### Information given
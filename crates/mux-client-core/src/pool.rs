//! Session pool keyed by authority.
//!
//! At most one session per authority. A new authority gets a session
//! registered immediately in the `Connecting` state; that entry doubles as
//! the single-flight record, so concurrent callers subscribe to the one
//! connection attempt instead of starting their own.
//!
//! Each session is driven by a spawned task that feeds its transport events
//! through [`SessionState::on_event`]. A terminal event removes the pool
//! entry first and only then publishes the failure to waiters, so a caller
//! that observes the failure never finds the dead entry in the pool.

use std::collections::HashMap;
use std::sync::{Arc, Mutex, MutexGuard, PoisonError, Weak};

use tokio::sync::watch;
use tokio::task::JoinHandle;
use tracing::{debug, info, warn};

use crate::authority::Authority;
use crate::error::{ClientError, Result};
use crate::event::SessionEvents;
use crate::session::{SessionFailure, SessionState};
use crate::transport::{Connector, TransportSession};

/// Pool of sessions, one per authority.
///
/// Cloning is cheap and yields a handle to the same pool. When the last
/// handle drops, every tracked session is destroyed.
pub struct SessionPool<C: Connector> {
    connector: Arc<C>,
    inner: Arc<Mutex<PoolInner<C::Session>>>,
}

struct PoolInner<S: TransportSession> {
    entries: HashMap<Authority, Entry<S>>,
    next_generation: u64,
}

struct Entry<S: TransportSession> {
    /// Distinguishes successive sessions for the same authority.
    generation: u64,
    session: S,
    state: Arc<watch::Sender<SessionState>>,
    driver: JoinHandle<()>,
}

impl<S: TransportSession> Entry<S> {
    /// Stop the driver, tear the session down and fail any waiters.
    fn shutdown(self, failure: SessionFailure) {
        self.driver.abort();
        self.session.destroy();
        self.state.send_replace(SessionState::Closed(failure));
    }
}

impl<S: TransportSession> Drop for PoolInner<S> {
    fn drop(&mut self) {
        for (_, entry) in self.entries.drain() {
            entry.shutdown(SessionFailure::Destroyed);
        }
    }
}

impl<C: Connector> Clone for SessionPool<C> {
    fn clone(&self) -> Self {
        Self {
            connector: Arc::clone(&self.connector),
            inner: Arc::clone(&self.inner),
        }
    }
}

impl<C: Connector> SessionPool<C> {
    pub fn new(connector: C) -> Self {
        Self {
            connector: Arc::new(connector),
            inner: Arc::new(Mutex::new(PoolInner {
                entries: HashMap::new(),
                next_generation: 0,
            })),
        }
    }

    pub fn connector(&self) -> &C {
        &self.connector
    }

    /// Return the pooled session for `authority`, connecting if needed.
    ///
    /// Resolves once the session is open. Fails with the session's
    /// [`SessionFailure`] if it closes before opening; every concurrent
    /// caller waiting on the same attempt sees the same failure.
    pub async fn get_or_create(&self, authority: &Authority) -> Result<C::Session> {
        let (session, mut state) = self.acquire(authority);

        let settled = match state.wait_for(|s| !s.is_connecting()).await {
            Ok(current) => current.clone(),
            Err(_) => SessionState::Closed(SessionFailure::Destroyed),
        };

        match settled {
            SessionState::Closed(failure) => {
                debug!(%authority, reason = %failure, "session acquisition failed");
                Err(ClientError::Session(failure))
            }
            SessionState::Open | SessionState::Connecting => Ok(session),
        }
    }

    /// Look up or register the entry for `authority` without waiting.
    fn acquire(&self, authority: &Authority) -> (C::Session, watch::Receiver<SessionState>) {
        let mut inner = self.lock();

        if let Some(entry) = inner.entries.get(authority) {
            if !entry.session.is_closed() {
                debug!(%authority, generation = entry.generation, "reusing pooled session");
                return (entry.session.clone(), entry.state.subscribe());
            }
            // Closed by the transport but its terminal event is still queued.
            if let Some(stale) = inner.entries.remove(authority) {
                debug!(%authority, generation = stale.generation, "dropping stale session");
                stale.shutdown(SessionFailure::Closed);
            }
        }

        let generation = inner.next_generation;
        inner.next_generation += 1;

        debug!(%authority, generation, "opening session");
        let (session, events) = self.connector.connect(authority);

        let (state, _) = watch::channel(SessionState::Connecting);
        let state = Arc::new(state);
        let receiver = state.subscribe();

        let driver = tokio::spawn(drive_session(
            Arc::downgrade(&self.inner),
            authority.clone(),
            generation,
            session.clone(),
            events,
            Arc::clone(&state),
        ));

        inner.entries.insert(
            authority.clone(),
            Entry {
                generation,
                session: session.clone(),
                state,
                driver,
            },
        );

        (session, receiver)
    }

    /// Destroy every pooled session and clear the pool.
    ///
    /// Callers still waiting for a connecting session fail with
    /// [`SessionFailure::Destroyed`]. Calling this on an empty pool is a
    /// no-op.
    pub fn destroy(&self) {
        let mut inner = self.lock();
        if inner.entries.is_empty() {
            return;
        }

        info!(count = inner.entries.len(), "destroying pooled sessions");
        for (authority, entry) in inner.entries.drain() {
            debug!(%authority, generation = entry.generation, "destroying session");
            entry.shutdown(SessionFailure::Destroyed);
        }
    }

    /// Number of pooled (connecting or open) sessions.
    pub fn len(&self) -> usize {
        self.lock().entries.len()
    }

    pub fn is_empty(&self) -> bool {
        self.lock().entries.is_empty()
    }

    pub fn contains(&self, authority: &Authority) -> bool {
        self.lock().entries.contains_key(authority)
    }

    /// Current state of the pooled session for `authority`, if any.
    pub fn state(&self, authority: &Authority) -> Option<SessionState> {
        self.lock()
            .entries
            .get(authority)
            .map(|entry| entry.state.borrow().clone())
    }

    /// The pooled session for `authority`, if any, without connecting.
    pub fn session(&self, authority: &Authority) -> Option<C::Session> {
        self.lock()
            .entries
            .get(authority)
            .map(|entry| entry.session.clone())
    }

    fn lock(&self) -> MutexGuard<'_, PoolInner<C::Session>> {
        lock(&self.inner)
    }
}

fn lock<S: TransportSession>(inner: &Mutex<PoolInner<S>>) -> MutexGuard<'_, PoolInner<S>> {
    inner.lock().unwrap_or_else(PoisonError::into_inner)
}

/// Consume one session's events until it reaches a terminal state.
async fn drive_session<S: TransportSession>(
    pool: Weak<Mutex<PoolInner<S>>>,
    authority: Authority,
    generation: u64,
    session: S,
    mut events: SessionEvents,
    state: Arc<watch::Sender<SessionState>>,
) {
    let mut current = SessionState::Connecting;

    while let Some(event) = events.recv().await {
        let next = current.on_event(event);
        if next == current {
            continue;
        }

        if let SessionState::Closed(failure) = &next {
            evict(&pool, &authority, generation);
            session.destroy();
            warn!(%authority, generation, reason = %failure, "session evicted");
            state.send_replace(next);
            return;
        }

        info!(%authority, generation, "session connected");
        state.send_replace(next.clone());
        current = next;
    }

    // The transport dropped its event sender without reporting why.
    evict(&pool, &authority, generation);
    session.destroy();
    warn!(%authority, generation, "session event channel closed");
    state.send_replace(SessionState::Closed(SessionFailure::Closed));
}

/// Remove the entry for `authority` if it still belongs to `generation`.
fn evict<S: TransportSession>(
    pool: &Weak<Mutex<PoolInner<S>>>,
    authority: &Authority,
    generation: u64,
) {
    let Some(inner) = pool.upgrade() else {
        return;
    };
    let mut inner = lock(&inner);
    if inner
        .entries
        .get(authority)
        .is_some_and(|entry| entry.generation == generation)
    {
        inner.entries.remove(authority);
    }
}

### Problem to solve
Output every line of the data again, exactly.

### Task result
filename crates/mux-client-core/src/pool.rs
//! Session pool keyed by authority.
//!
//! At most one session per authority. A new authority gets a session
//! registered immediately in the `Connecting` state; that entry doubles as
//! the single-flight record, so concurrent callers subscribe to the one
//! connection attempt instead of starting their own.
//!
//! Each session is driven by a spawned task that feeds its transport events
//! through [`SessionState::on_event`]. A terminal event removes the pool
//! entry first and only then publishes the failure to waiters, so a caller
//! that observes the failure never finds the dead entry in the pool.

use std::collections::HashMap;
use std::sync::{Arc, Mutex, MutexGuard, PoisonError, Weak};

use tokio::sync::watch;
use tokio::task::JoinHandle;
use tracing::{debug, info, warn};

use crate::authority::Authority;
use crate::error::{ClientError, Result};
use crate::event::SessionEvents;
use crate::session::{SessionFailure, SessionState};
use crate::transport::{Connector, TransportSession};

/// Pool of sessions, one per authority.
///
/// Cloning is cheap and yields a handle to the same pool. When the last
/// handle drops, every tracked session is destroyed.
pub struct SessionPool<C: Connector> {
    connector: Arc<C>,
    inner: Arc<Mutex<PoolInner<C::Session>>>,
}

struct PoolInner<S: TransportSession> {
    entries: HashMap<Authority, Entry<S>>,
    next_generation: u64,
}

struct Entry<S: TransportSession> {
    /// Distinguishes successive sessions for the same authority.
    generation: u64,
    session: S,
    state: Arc<watch::Sender<SessionState>>,
    driver: JoinHandle<()>,
}

impl<S: TransportSession> Entry<S> {
    /// Stop the driver, tear the session down and fail any waiters.
    fn shutdown(self, failure: SessionFailure) {
        self.driver.abort();
        self.session.destroy();
        self.state.send_replace(SessionState::Closed(failure));
    }
}

impl<S: TransportSession> Drop for PoolInner<S> {
    fn drop(&mut self) {
        for (_, entry) in self.entries.drain() {
            entry.shutdown(SessionFailure::Destroyed);
        }
    }
}

impl<C: Connector> Clone for SessionPool<C> {
    fn clone(&self) -> Self {
        Self {
            connector: Arc::clone(&self.connector),
            inner: Arc::clone(&self.inner),
        }
    }
}

impl<C: Connector> SessionPool<C> {
    pub fn new(connector: C) -> Self {
        Self {
            connector: Arc::new(connector),
            inner: Arc::new(Mutex::new(PoolInner {
                entries: HashMap::new(),
                next_generation: 0,
            })),
        }
    }

    pub fn connector(&self) -> &C {
        &self.connector
    }

    /// Return the pooled session for `authority`, connecting if needed.
    ///
    /// Resolves once the session is open. Fails with the session's
    /// [`SessionFailure`] if it closes before opening; every concurrent
    /// caller waiting on the same attempt sees the same failure.
    pub async fn get_or_create(&self, authority: &Authority) -> Result<C::Session> {
        let (session, mut state) = self.acquire(authority);

        let settled = match state.wait_for(|s| !s.is_connecting()).await {
            Ok(current) => current.clone(),
            Err(_) => SessionState::Closed(SessionFailure::Destroyed),
        };

        match settled {
            SessionState::Closed(failure) => {
                debug!(%authority, reason = %failure, "session acquisition failed");
                Err(ClientError::Session(failure))
            }
            SessionState::Open | SessionState::Connecting => Ok(session),
        }
    }

    /// Look up or register the entry for `authority` without waiting.
    fn acquire(&self, authority: &Authority) -> (C::Session, watch::Receiver<SessionState>) {
        let mut inner = self.lock();

        if let Some(entry) = inner.entries.get(authority) {
            if !entry.session.is_closed() {
                debug!(%authority, generation = entry.generation, "reusing pooled session");
                return (entry.session.clone(), entry.state.subscribe());
            }
            // Closed by the transport but its terminal event is still queued.
            if let Some(stale) = inner.entries.remove(authority) {
                debug!(%authority, generation = stale.generation, "dropping stale session");
                stale.shutdown(SessionFailure::Closed);
            }
        }

        let generation = inner.next_generation;
        inner.next_generation += 1;

        debug!(%authority, generation, "opening session");
        let (session, events) = self.connector.connect(authority);

        let (state, _) = watch::channel(SessionState::Connecting);
        let state = Arc::new(state);
        let receiver = state.subscribe();

        let driver = tokio::spawn(drive_session(
            Arc::downgrade(&self.inner),
            authority.clone(),
            generation,
            session.clone(),
            events,
            Arc::clone(&state),
        ));

        inner.entries.insert(
            authority.clone(),
            Entry {
                generation,
                session: session.clone(),
                state,
                driver,
            },
        );

        (session, receiver)
    }

    /// Destroy every pooled session and clear the pool.
    ///
    /// Callers still waiting for a connecting session fail with
    /// [`SessionFailure::Destroyed`]. Calling this on an empty pool is a
    /// no-op.
    pub fn destroy(&self) {
        let mut inner = self.lock();
        if inner.entries.is_empty() {
            return;
        }

        info!(count = inner.entries.len(), "destroying pooled sessions");
        for (authority, entry) in inner.entries.drain() {
            debug!(%authority, generation = entry.generation, "destroying session");
            entry.shutdown(SessionFailure::Destroyed);
        }
    }

    /// Number of pooled (connecting or open) sessions.
    pub fn len(&self) -> usize {
        self.lock().entries.len()
    }

    pub fn is_empty(&self) -> bool {
        self.lock().entries.is_empty()
    }

    pub fn contains(&self, authority: &Authority) -> bool {
        self.lock().entries.contains_key(authority)
    }

    /// Current state of the pooled session for `authority`, if any.
    pub fn state(&self, authority: &Authority) -> Option<SessionState> {
        self.lock()
            .entries
            .get(authority)
            .map(|entry| entry.state.borrow().clone())
    }

    /// The pooled session for `authority`, if any, without connecting.
    pub fn session(&self, authority: &Authority) -> Option<C::Session> {
        self.lock()
            .entries
            .get(authority)
            .map(|entry| entry.session.clone())
    }

    fn lock(&self) -> MutexGuard<'_, PoolInner<C::Session>> {
        lock(&self.inner)
    }
}

fn lock<S: TransportSession>(inner: &Mutex<PoolInner<S>>) -> MutexGuard<'_, PoolInner<S>> {
    inner.lock().unwrap_or_else(PoisonError::into_inner)
}

/// Consume one session's events until it reaches a terminal state.
async fn drive_session<S: TransportSession>(
    pool: Weak<Mutex<PoolInner<S>>>,
    authority: Authority,
    generation: u64,
    session: S,
    mut events: SessionEvents,
    state: Arc<watch::Sender<SessionState>>,
) {
    let mut current = SessionState::Connecting;

    while let Some(event) = events.recv().await {
        let next = current.on_event(event);
        if next == current {
            continue;
        }

        if let SessionState::Closed(failure) = &next {
            evict(&pool, &authority, generation);
            session.destroy();
            warn!(%authority, generation, reason = %failure, "session evicted");
            state.send_replace(next);
            return;
        }

        info!(%authority, generation, "session connected");
        state.send_replace(next.clone());
        current = next;
    }

    // The transport dropped its event sender without reporting why.
    evict(&pool, &authority, generation);
    session.destroy();
    warn!(%authority, generation, "session event channel closed");
    state.send_replace(SessionState::Closed(SessionFailure::Closed));
}

/// Remove the entry for `authority` if it still belongs to `generation`.
fn evict<S: TransportSession>(
    pool: &Weak<Mutex<PoolInner<S>>>,
    authority: &Authority,
    generation: u64,
) {
    let Some(inner) = pool.upgrade() else {
        return;
    };
    let mut inner = lock(&inner);
    if inner
        .entries
        .get(authority)
        .is_some_and(|entry| entry.generation == generation)
    {
        inner.entries.remove(authority);
    }
}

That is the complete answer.